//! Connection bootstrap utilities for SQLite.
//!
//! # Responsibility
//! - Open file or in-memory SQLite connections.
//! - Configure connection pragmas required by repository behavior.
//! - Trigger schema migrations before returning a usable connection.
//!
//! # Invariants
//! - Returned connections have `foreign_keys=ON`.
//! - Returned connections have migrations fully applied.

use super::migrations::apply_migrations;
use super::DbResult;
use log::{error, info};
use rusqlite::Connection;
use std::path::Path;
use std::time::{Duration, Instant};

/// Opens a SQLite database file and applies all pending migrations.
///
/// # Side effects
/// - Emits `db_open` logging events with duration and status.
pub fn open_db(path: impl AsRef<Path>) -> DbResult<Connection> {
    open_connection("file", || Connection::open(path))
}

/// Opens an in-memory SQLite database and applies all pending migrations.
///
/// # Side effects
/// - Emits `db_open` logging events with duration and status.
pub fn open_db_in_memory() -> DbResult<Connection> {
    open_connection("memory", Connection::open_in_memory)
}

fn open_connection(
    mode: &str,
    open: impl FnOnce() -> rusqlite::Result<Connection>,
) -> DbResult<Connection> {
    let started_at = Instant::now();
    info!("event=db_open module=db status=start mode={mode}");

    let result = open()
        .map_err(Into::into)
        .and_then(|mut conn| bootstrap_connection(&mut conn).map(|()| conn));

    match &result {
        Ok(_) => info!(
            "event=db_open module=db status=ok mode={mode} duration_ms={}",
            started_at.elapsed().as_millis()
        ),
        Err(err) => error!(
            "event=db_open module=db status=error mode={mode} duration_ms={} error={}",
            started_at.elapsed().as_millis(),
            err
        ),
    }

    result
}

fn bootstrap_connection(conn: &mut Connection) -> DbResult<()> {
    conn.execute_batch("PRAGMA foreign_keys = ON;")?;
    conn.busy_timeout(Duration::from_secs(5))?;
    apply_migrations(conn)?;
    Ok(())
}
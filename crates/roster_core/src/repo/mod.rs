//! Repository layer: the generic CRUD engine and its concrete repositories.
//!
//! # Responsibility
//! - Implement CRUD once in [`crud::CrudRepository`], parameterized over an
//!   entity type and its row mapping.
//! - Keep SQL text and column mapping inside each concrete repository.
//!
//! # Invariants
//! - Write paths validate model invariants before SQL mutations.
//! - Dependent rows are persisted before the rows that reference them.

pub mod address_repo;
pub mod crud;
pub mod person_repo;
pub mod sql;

· · · · ·

*Task prompt*
Tally how many lines include "module" in the listing above; reply with the number only.

*Task solution*
3